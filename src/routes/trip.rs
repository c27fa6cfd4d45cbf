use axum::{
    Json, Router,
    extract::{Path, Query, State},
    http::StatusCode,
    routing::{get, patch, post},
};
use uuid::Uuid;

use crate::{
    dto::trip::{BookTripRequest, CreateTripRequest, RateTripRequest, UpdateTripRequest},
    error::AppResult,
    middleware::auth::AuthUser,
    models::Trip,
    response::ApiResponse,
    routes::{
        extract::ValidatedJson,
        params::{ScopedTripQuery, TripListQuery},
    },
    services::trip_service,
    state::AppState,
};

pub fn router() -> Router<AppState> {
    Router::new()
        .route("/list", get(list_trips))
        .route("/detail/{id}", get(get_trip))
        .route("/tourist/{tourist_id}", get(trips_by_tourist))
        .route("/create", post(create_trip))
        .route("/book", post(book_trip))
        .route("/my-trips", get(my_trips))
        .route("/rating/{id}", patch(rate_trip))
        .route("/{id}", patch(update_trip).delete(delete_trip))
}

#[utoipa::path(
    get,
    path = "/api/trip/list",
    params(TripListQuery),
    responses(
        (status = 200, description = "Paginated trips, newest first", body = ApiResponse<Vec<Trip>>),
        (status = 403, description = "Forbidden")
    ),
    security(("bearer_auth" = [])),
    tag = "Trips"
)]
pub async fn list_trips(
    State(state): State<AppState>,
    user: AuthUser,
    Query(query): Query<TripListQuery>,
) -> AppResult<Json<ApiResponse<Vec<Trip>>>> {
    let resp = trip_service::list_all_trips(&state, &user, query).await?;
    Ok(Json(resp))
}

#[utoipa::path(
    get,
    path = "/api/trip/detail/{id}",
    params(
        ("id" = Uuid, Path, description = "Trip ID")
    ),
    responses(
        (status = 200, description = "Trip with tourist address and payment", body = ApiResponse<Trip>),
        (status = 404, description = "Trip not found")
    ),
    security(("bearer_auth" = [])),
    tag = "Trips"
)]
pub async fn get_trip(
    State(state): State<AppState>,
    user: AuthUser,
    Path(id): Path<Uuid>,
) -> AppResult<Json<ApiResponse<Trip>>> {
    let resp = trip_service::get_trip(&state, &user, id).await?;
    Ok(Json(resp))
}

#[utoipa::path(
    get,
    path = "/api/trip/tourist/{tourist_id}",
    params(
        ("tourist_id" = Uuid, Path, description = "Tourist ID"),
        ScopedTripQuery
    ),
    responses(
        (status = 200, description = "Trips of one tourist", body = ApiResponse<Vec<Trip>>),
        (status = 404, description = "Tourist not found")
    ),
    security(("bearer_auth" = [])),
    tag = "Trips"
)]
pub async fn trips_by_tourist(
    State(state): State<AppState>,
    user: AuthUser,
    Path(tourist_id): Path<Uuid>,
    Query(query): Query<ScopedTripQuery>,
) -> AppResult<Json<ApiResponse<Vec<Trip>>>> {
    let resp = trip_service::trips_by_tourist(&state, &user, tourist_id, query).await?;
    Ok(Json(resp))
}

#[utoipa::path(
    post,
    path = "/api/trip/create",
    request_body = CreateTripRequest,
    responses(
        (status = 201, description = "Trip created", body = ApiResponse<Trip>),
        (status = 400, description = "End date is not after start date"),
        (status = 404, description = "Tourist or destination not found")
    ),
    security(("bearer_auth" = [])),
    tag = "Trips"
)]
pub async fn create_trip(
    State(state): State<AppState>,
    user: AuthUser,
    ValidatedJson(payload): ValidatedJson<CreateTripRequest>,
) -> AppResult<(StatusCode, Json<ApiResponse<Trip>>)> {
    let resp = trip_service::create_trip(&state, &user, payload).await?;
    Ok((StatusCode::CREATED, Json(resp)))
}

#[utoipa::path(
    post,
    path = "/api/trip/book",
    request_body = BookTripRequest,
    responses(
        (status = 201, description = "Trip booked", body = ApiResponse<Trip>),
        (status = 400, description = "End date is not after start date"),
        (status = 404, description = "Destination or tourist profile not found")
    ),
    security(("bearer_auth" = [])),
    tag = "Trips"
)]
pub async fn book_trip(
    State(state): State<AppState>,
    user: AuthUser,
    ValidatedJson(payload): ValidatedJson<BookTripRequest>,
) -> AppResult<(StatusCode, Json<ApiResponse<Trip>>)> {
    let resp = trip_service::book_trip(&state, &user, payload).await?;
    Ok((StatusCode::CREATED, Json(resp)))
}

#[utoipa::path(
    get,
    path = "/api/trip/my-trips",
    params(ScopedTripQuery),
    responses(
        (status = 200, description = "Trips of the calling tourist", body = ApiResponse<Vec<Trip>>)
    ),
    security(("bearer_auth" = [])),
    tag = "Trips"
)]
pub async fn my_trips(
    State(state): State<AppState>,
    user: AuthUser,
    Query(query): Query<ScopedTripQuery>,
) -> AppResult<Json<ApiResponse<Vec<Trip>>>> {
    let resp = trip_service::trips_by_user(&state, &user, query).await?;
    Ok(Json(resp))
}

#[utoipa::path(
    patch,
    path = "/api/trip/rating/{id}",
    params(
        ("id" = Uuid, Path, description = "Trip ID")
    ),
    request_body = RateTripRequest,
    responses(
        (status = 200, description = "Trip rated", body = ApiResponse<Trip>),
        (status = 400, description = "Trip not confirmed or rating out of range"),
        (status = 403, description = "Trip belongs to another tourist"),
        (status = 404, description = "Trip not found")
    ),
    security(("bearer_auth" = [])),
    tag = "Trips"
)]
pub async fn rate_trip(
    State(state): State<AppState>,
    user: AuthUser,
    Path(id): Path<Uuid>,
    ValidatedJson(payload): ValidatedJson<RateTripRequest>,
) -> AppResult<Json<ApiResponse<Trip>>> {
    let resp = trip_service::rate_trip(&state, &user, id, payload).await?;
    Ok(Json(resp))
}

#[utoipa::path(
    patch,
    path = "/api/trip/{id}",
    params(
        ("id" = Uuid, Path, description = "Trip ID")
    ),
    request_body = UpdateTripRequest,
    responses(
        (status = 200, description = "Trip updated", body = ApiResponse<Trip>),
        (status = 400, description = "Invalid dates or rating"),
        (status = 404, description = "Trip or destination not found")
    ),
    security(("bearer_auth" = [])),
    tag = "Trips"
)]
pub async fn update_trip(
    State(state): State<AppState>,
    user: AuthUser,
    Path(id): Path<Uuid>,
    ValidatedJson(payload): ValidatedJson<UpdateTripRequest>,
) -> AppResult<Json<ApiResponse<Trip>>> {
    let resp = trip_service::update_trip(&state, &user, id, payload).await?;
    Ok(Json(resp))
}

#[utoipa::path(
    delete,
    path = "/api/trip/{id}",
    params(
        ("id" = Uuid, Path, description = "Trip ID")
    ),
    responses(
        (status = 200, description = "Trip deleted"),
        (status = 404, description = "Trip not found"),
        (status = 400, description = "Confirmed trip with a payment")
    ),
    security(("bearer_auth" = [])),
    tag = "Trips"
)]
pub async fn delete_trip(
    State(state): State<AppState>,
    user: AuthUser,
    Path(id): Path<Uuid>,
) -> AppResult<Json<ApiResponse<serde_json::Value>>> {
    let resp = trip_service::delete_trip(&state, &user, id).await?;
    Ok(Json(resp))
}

------------------------------

* _PROBLEM STATEMENT_:
Copy each line of the data exactly, leaving nothing out.

* _COMPLETED TASK_:
filename src/routes/trip.rs
repository c27fa6cfd4d45cbf
use axum::{
    Json, Router,
    extract::{Path, Query, State},
    http::StatusCode,
    routing::{get, patch, post},
};
use uuid::Uuid;

use crate::{
    dto::trip::{BookTripRequest, CreateTripRequest, RateTripRequest, UpdateTripRequest},
    error::AppResult,
    middleware::auth::AuthUser,
    models::Trip,
    response::ApiResponse,
    routes::{
        extract::ValidatedJson,
        params::{ScopedTripQuery, TripListQuery},
    },
    services::trip_service,
    state::AppState,
};

pub fn router() -> Router<AppState> {
    Router::new()
        .route("/list", get(list_trips))
        .route("/detail/{id}", get(get_trip))
        .route("/tourist/{tourist_id}", get(trips_by_tourist))
        .route("/create", post(create_trip))
        .route("/book", post(book_trip))
        .route("/my-trips", get(my_trips))
        .route("/rating/{id}", patch(rate_trip))
        .route("/{id}", patch(update_trip).delete(delete_trip))
}

#[utoipa::path(
    get,
    path = "/api/trip/list",
    params(TripListQuery),
    responses(
        (status = 200, description = "Paginated trips, newest first", body = ApiResponse<Vec<Trip>>),
        (status = 403, description = "Forbidden")
    ),
    security(("bearer_auth" = [])),
    tag = "Trips"
)]
pub async fn list_trips(
    State(state): State<AppState>,
    user: AuthUser,
    Query(query): Query<TripListQuery>,
) -> AppResult<Json<ApiResponse<Vec<Trip>>>> {
    let resp = trip_service::list_all_trips(&state, &user, query).await?;
    Ok(Json(resp))
}

#[utoipa::path(
    get,
    path = "/api/trip/detail/{id}",
    params(
        ("id" = Uuid, Path, description = "Trip ID")
    ),
    responses(
        (status = 200, description = "Trip with tourist address and payment", body = ApiResponse<Trip>),
        (status = 404, description = "Trip not found")
    ),
    security(("bearer_auth" = [])),
    tag = "Trips"
)]
pub async fn get_trip(
    State(state): State<AppState>,
    user: AuthUser,
    Path(id): Path<Uuid>,
) -> AppResult<Json<ApiResponse<Trip>>> {
    let resp = trip_service::get_trip(&state, &user, id).await?;
    Ok(Json(resp))
}

#[utoipa::path(
    get,
    path = "/api/trip/tourist/{tourist_id}",
    params(
        ("tourist_id" = Uuid, Path, description = "Tourist ID"),
        ScopedTripQuery
    ),
    responses(
        (status = 200, description = "Trips of one tourist", body = ApiResponse<Vec<Trip>>),
        (status = 404, description = "Tourist not found")
    ),
    security(("bearer_auth" = [])),
    tag = "Trips"
)]
pub async fn trips_by_tourist(
    State(state): State<AppState>,
    user: AuthUser,
    Path(tourist_id): Path<Uuid>,
    Query(query): Query<ScopedTripQuery>,
) -> AppResult<Json<ApiResponse<Vec<Trip>>>> {
    let resp = trip_service::trips_by_tourist(&state, &user, tourist_id, query).await?;
    Ok(Json(resp))
}

#[utoipa::path(
    post,
    path = "/api/trip/create",
    request_body = CreateTripRequest,
    responses(
        (status = 201, description = "Trip created", body = ApiResponse<Trip>),
        (status = 400, description = "End date is not after start date"),
        (status = 404, description = "Tourist or destination not found")
    ),
    security(("bearer_auth" = [])),
    tag = "Trips"
)]
pub async fn create_trip(
    State(state): State<AppState>,
    user: AuthUser,
    ValidatedJson(payload): ValidatedJson<CreateTripRequest>,
) -> AppResult<(StatusCode, Json<ApiResponse<Trip>>)> {
    let resp = trip_service::create_trip(&state, &user, payload).await?;
    Ok((StatusCode::CREATED, Json(resp)))
}

#[utoipa::path(
    post,
    path = "/api/trip/book",
    request_body = BookTripRequest,
    responses(
        (status = 201, description = "Trip booked", body = ApiResponse<Trip>),
        (status = 400, description = "End date is not after start date"),
        (status = 404, description = "Destination or tourist profile not found")
    ),
    security(("bearer_auth" = [])),
    tag = "Trips"
)]
pub async fn book_trip(
    State(state): State<AppState>,
    user: AuthUser,
    ValidatedJson(payload): ValidatedJson<BookTripRequest>,
) -> AppResult<(StatusCode, Json<ApiResponse<Trip>>)> {
    let resp = trip_service::book_trip(&state, &user, payload).await?;
    Ok((StatusCode::CREATED, Json(resp)))
}

#[utoipa::path(
    get,
    path = "/api/trip/my-trips",
    params(ScopedTripQuery),
    responses(
        (status = 200, description = "Trips of the calling tourist", body = ApiResponse<Vec<Trip>>)
    ),
    security(("bearer_auth" = [])),
    tag = "Trips"
)]
pub async fn my_trips(
    State(state): State<AppState>,
    user: AuthUser,
    Query(query): Query<ScopedTripQuery>,
) -> AppResult<Json<ApiResponse<Vec<Trip>>>> {
    let resp = trip_service::trips_by_user(&state, &user, query).await?;
    Ok(Json(resp))
}

#[utoipa::path(
    patch,
    path = "/api/trip/rating/{id}",
    params(
        ("id" = Uuid, Path, description = "Trip ID")
    ),
    request_body = RateTripRequest,
    responses(
        (status = 200, description = "Trip rated", body = ApiResponse<Trip>),
        (status = 400, description = "Trip not confirmed or rating out of range"),
        (status = 403, description = "Trip belongs to another tourist"),
        (status = 404, description = "Trip not found")
    ),
    security(("bearer_auth" = [])),
    tag = "Trips"
)]
pub async fn rate_trip(
    State(state): State<AppState>,
    user: AuthUser,
    Path(id): Path<Uuid>,
    ValidatedJson(payload): ValidatedJson<RateTripRequest>,
) -> AppResult<Json<ApiResponse<Trip>>> {
    let resp = trip_service::rate_trip(&state, &user, id, payload).await?;
    Ok(Json(resp))
}

#[utoipa::path(
    patch,
    path = "/api/trip/{id}",
    params(
        ("id" = Uuid, Path, description = "Trip ID")
    ),
    request_body = UpdateTripRequest,
    responses(
        (status = 200, description = "Trip updated", body = ApiResponse<Trip>),
        (status = 400, description = "Invalid dates or rating"),
        (status = 404, description = "Trip or destination not found")
    ),
    security(("bearer_auth" = [])),
    tag = "Trips"
)]
pub async fn update_trip(
    State(state): State<AppState>,
    user: AuthUser,
    Path(id): Path<Uuid>,
    ValidatedJson(payload): ValidatedJson<UpdateTripRequest>,
) -> AppResult<Json<ApiResponse<Trip>>> {
    let resp = trip_service::update_trip(&state, &user, id, payload).await?;
    Ok(Json(resp))
}

#[utoipa::path(
    delete,
    path = "/api/trip/{id}",
    params(
        ("id" = Uuid, Path, description = "Trip ID")
    ),
    responses(
        (status = 200, description = "Trip deleted"),
        (status = 404, description = "Trip not found"),
        (status = 400, description = "Confirmed trip with a payment")
    ),
    security(("bearer_auth" = [])),
    tag = "Trips"
)]
pub async fn delete_trip(
    State(state): State<AppState>,
    user: AuthUser,
    Path(id): Path<Uuid>,
) -> AppResult<Json<ApiResponse<serde_json::Value>>> {
    let resp = trip_service::delete_trip(&state, &user, id).await?;
    Ok(Json(resp))
}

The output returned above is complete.